Stolen from around the web
A blond met her friend for lunch but her tooth hurt so much she couldn’t eat. Her friend convinced her to see a dentist. The following week, they had lunch again. “So? Does your tooth still hurt?” The blond replied, “I don’t know. The dentist kept it.”
Jim couldn’t find a job, so he opened a medical clinic. He put up a sign reading, “I’ll cure you for $500 or else give you $1,000.” A doctor thought this looked like an easy way to make $1,000 so he made an appointment. The doctor complained, “I can’t taste anything.” Jim said, “Nurse, bring bottle 22 and administer three drops to this patient.” She did and the doctor spluttered, “This is gasoline!” “Congratulations! Your taste is back. That’ll be $500.” The doctor was angry, but paid. A couple of days later, he went back to recover his money. “I’ve lost my memory.” Jim said, “Nurse, bring bottle 22 and administer three drops to this patient.” The doctor shouted, “No!

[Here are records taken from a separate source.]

//! Database seeder for Tenantbook development and testing.
//!
//! Seeds a demo tenant through the document synchronizer: two invoices, a
//! maintenance cost, a paid rent invoice backfilled with its payment, and a
//! manual adjustment. Re-running is harmless since every document is keyed by
//! its reference number.
//!
//! Usage: cargo run --bin seeder

use std::sync::Arc;

use chrono::NaiveDate;
use rust_decimal::Decimal;
use tracing::info;
use tracing_subscriber::{layer::SubscriberExt, util::SubscriberInitExt};
use uuid::Uuid;

use tenantbook_core::ledger::{EntryCategory, LedgerService, ManualEntryInput};
use tenantbook_core::sync::{
    BackfillItem, BillingDocument, DocumentSynchronizer, Lookup, PaymentRecord, SyncContext,
};
use tenantbook_db::{SeaOrmLedgerStore, connect};
use tenantbook_shared::AppConfig;
use tenantbook_shared::types::TenantId;

/// Demo tenant ID (consistent for all seeds)
const DEMO_TENANT_ID: Uuid = Uuid::from_u128(0x0000_0000_0000_0000_0000_0000_0000_0001);

const DEMO_UNIT: &str = "Block A-101";

#[tokio::main]
async fn main() -> anyhow::Result<()> {
    dotenvy::dotenv().ok();

    tracing_subscriber::registry()
        .with(
            tracing_subscriber::EnvFilter::try_from_default_env()
                .unwrap_or_else(|_| "tenantbook=debug".into()),
        )
        .with(tracing_subscriber::fmt::layer())
        .init();

    let config = AppConfig::load()?;
    let db = connect(&config.database).await?;
    let store = Arc::new(SeaOrmLedgerStore::new(db));

    let tenant_id = TenantId::from_uuid(DEMO_TENANT_ID);
    let sync = DocumentSynchronizer::new(Arc::clone(&store), &config.ledger);
    let ctx = SyncContext::system(&config.ledger);

    println!("Seeding billing documents...");
    for document in demo_documents()? {
        let outcome = sync.on_document_created(tenant_id, &document, &ctx).await?;
        println!("  {}: {outcome:?}", document.reference_no);
    }

    println!("Backfilling paid rent invoice...");
    let paid = BackfillItem::new(
        tenant_id,
        BillingDocument::rent_invoice("INV-2025-0002", Decimal::from(1000), date(2025, 2, 1)?)
            .with_unit(Lookup::Loaded(DEMO_UNIT.to_string())),
    )
    .paid(PaymentRecord {
        paid_date: date(2025, 2, 3)?,
        payment_method: Some("bank_transfer".to_string()),
        transfer_reference_no: Some("TRX-20250203-01".to_string()),
    });
    let report = sync.backfill([paid], &ctx, false).await?;
    println!(
        "  processed {}, skipped {}, payments {}",
        report.processed, report.skipped, report.payments_recorded
    );

    let service = LedgerService::new(store, config.ledger);
    let adjustment = manual_adjustment()?;
    let entries = service.list_ledger(tenant_id, None).await?;
    if entries.iter().any(|e| e.description == adjustment.description) {
        println!("  Manual adjustment already exists, skipping...");
    } else {
        println!("Seeding manual adjustment...");
        service
            .record_entry(tenant_id, adjustment, ctx.created_by())
            .await?;
    }

    let summary = service.balance_summary(tenant_id).await?;
    info!(
        tenant_id = %tenant_id,
        balance = %summary.current_balance,
        entries = summary.entry_count,
        "Seeding complete"
    );
    println!(
        "Seeding complete! Tenant {tenant_id} balance {} ({:?})",
        summary.current_balance, summary.status
    );
    Ok(())
}

fn date(year: i32, month: u32, day: u32) -> anyhow::Result<NaiveDate> {
    NaiveDate::from_ymd_opt(year, month, day)
        .ok_or_else(|| anyhow::anyhow!("invalid date {year}-{month}-{day}"))
}

fn demo_documents() -> anyhow::Result<Vec<BillingDocument>> {
    let unit = || Lookup::Loaded(DEMO_UNIT.to_string());
    Ok(vec![
        BillingDocument::rent_invoice("INV-2025-0001", Decimal::from(1000), date(2025, 1, 1)?)
            .with_unit(unit()),
        BillingDocument::maintenance_invoice("MI-2025-0001", Decimal::from(500), date(2025, 1, 5)?)
            .with_unit(unit())
            .with_free_text("Water heater replacement"),
        BillingDocument::rent_payment("INV-2025-0001", Decimal::from(1200), date(2025, 1, 10)?)
            .with_unit(unit())
            .with_payment(Some("cash".to_string()), None),
        BillingDocument::maintenance_cost(1, Decimal::from(150), date(2025, 1, 20)?)
            .with_unit(unit())
            .with_subject(Lookup::Loaded("Air Conditioner".to_string()))
            .with_free_text("Compressor repair")
            .with_remarks("Charged to tenant"),
    ])
}

fn manual_adjustment() -> anyhow::Result<ManualEntryInput> {
    Ok(ManualEntryInput {
        transaction_date: date(2025, 2, 15)?,
        debit_amount: Decimal::ZERO,
        credit_amount: Decimal::from(50),
        description: "Goodwill credit for delayed repair".to_string(),
        reference_no: None,
        category: Some(EntryCategory::Other),
        payment_method: None,
        transfer_reference_no: None,
        remarks: Some("Approved by property manager".to_string()),
    })
}
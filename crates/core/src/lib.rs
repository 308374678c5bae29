//! Core business logic for Tenantbook.
//!
//! This crate contains the tenant ledger engine with ZERO web or database
//! dependencies. Persistence is reached only through the [`ledger::LedgerStore`]
//! trait, which the database crate implements.
//!
//! # Modules
//!
//! - `ledger` - Ledger entries, running balances, recomputation, queries
//! - `sync` - Billing document synchronization into the ledger

pub mod ledger;
pub mod sync;
//! Database layer with `SeaORM` entities and repositories.
//!
//! This crate provides:
//! - `SeaORM` entity definitions for the tenant ledger
//! - The PostgreSQL implementation of the core ledger store
//! - Database migrations

pub mod entities;
pub mod migration;
pub mod repositories;

pub use repositories::{SeaOrmLedgerScope, SeaOrmLedgerStore};

use std::time::Duration;

use sea_orm::{ConnectOptions, Database, DatabaseConnection, DbErr};
use tenantbook_shared::config::DatabaseConfig;
use tracing::info;

/// Opens a connection pool.
///
/// # Errors
///
/// Returns an error if the connection cannot be established.
pub async fn connect(config: &DatabaseConfig) -> Result<DatabaseConnection, DbErr> {
    let mut options = ConnectOptions::new(config.url.clone());
    options
        .max_connections(config.max_connections)
        .min_connections(config.min_connections)
        .connect_timeout(Duration::from_secs(10))
        .sqlx_logging(false);

    let db = Database::connect(options).await?;
    info!(
        max_connections = config.max_connections,
        "Connected to ledger database"
    );
    Ok(db)
}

That’s gasoline!” “Congratulations! Your memory is back. That’ll be $500.” The doctor vowed revenge. After a few more days, he returned. “My eyes are going bad. I can’t see!” Jim said, “I have no medicine for this. Here’s $1,000.” The doctor counted the money and complained, “But this is only $500!” Jim said, “Congratulations! Your vision is back! That’ll be $500!”
Why do we give children middle names? So they know when they’re really in trouble!
Why are so many New Yorkers depressed? Because they know that the light at the end of the tunnel is New Jersey!
Kids today have got it so easy. When I was a kid, we had to walk through nine feet of shag carpeting just to change the TV channel!